Since Al Qaeda was an organized armed group that was the first to commit violence against the US, the US was authorized to exercise its right to self-defense. This right is enshrined in Article 51 of Chapter VII of the UN Charter. It says, “Nothing in the present Charter shall impair the inherent right of individual or collective self-defense if an armed attack occurs against a Member of the United Nations, until the Security Council has taken measures necessary to maintain international peace and security” (Corn et al., 2018, p. 20). Thus, by implementing Operation Geronimo, the US was defending itself from Al Qaeda’s violence in response to the September 11 attacks.

There are also questions about whether Operation Geronimo was implemented in compliance with IHL. In particular, it is necessary to prove that bin Laden was targetable under IHL. In non-international armed conflicts, the status of belligerents is defined by their membership and functions in the organized armed group (Corn et al., 2018).
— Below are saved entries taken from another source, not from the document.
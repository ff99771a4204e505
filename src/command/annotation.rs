//! Pause and resume continuous delivery of a service by toggling the
//! argocd-image-updater ignore-tags annotation on its application manifest.
use log::*;

use crate::{
    command::common::commit_manifest, forge::manager::ForgeManager,
    manifest::Application, path_helpers::manifest_path, result::Result,
};

/// Pause continuous delivery of `service` in `env`: sets the ignore-tags
/// annotation to `*` and commits the manifest onto `branch`.
pub async fn pause(
    forge: &ForgeManager,
    env: &str,
    service: &str,
    branch: &str,
) -> Result<()> {
    let path = manifest_path(env, service);
    let file = forge.load_file(&path).await?;

    let mut app = Application::parse(&path, &file.content)?;
    app.pause(service)?;

    info!("pausing {service} in {env}");

    commit_manifest(
        forge,
        file,
        &app,
        branch,
        format!("Pause {service} in {env}."),
    )
    .await
}

/// Resume continuous delivery of `service` in `env`: removes the
/// ignore-tags annotation, if any, and commits the manifest onto `branch`.
pub async fn resume(
    forge: &ForgeManager,
    env: &str,
    service: &str,
    branch: &str,
) -> Result<()> {
    let path = manifest_path(env, service);
    let file = forge.load_file(&path).await?;

    let mut app = Application::parse(&path, &file.content)?;
    app.resume(service)?;

    info!("resuming {service} in {env}");

    commit_manifest(
        forge,
        file,
        &app,
        branch,
        format!("Resume {service} in {env}."),
    )
    .await
}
In Al Qaeda, bin Laden undoubtedly was a leader who played a significant role in attacking the US. So, he had a continuous combat function, according to IHL, and was considered a combatant rather than a civilian, which made him a lawful target for Operation Geronimo. In addition, there is no evidence that the Navy SEAL team did anything contradicting IHL or that at the moment of the operation, bin Laden surrendered or was hors de combat (Wallace, 2012). Hence, President Obama’s authorization of Operation Geronimo was lawful, and its implementation was also compliant with international laws.


Operation Geronimo was lawful from the perspective of both domestic and international laws. In terms of domestic laws, President acted as the commander-in-chief and was authorized by Congress to use armed force against terrorists. Regarding IHL, Al Qaeda was an organized armed group that was first to attack the US, so the US exercised its right to self-defense in Operation Geronimo. Finally, bin Laden was a member and the leader of Al Qaeda, which made him a targetable individual for the US operation.


Corn, G. S., Hansen, V., Jackson, R., Jenks, M. C., & Jensen, E. T. (2018). The law of armed conflict: An operational approach (2nd ed.). Wolters Kluwer.

Wallace, D. A. (2012). Operation Neptune’s Spear: The lawful killing of Osama bin Laden. Israel Law Review, 45(2), 367–377. Web.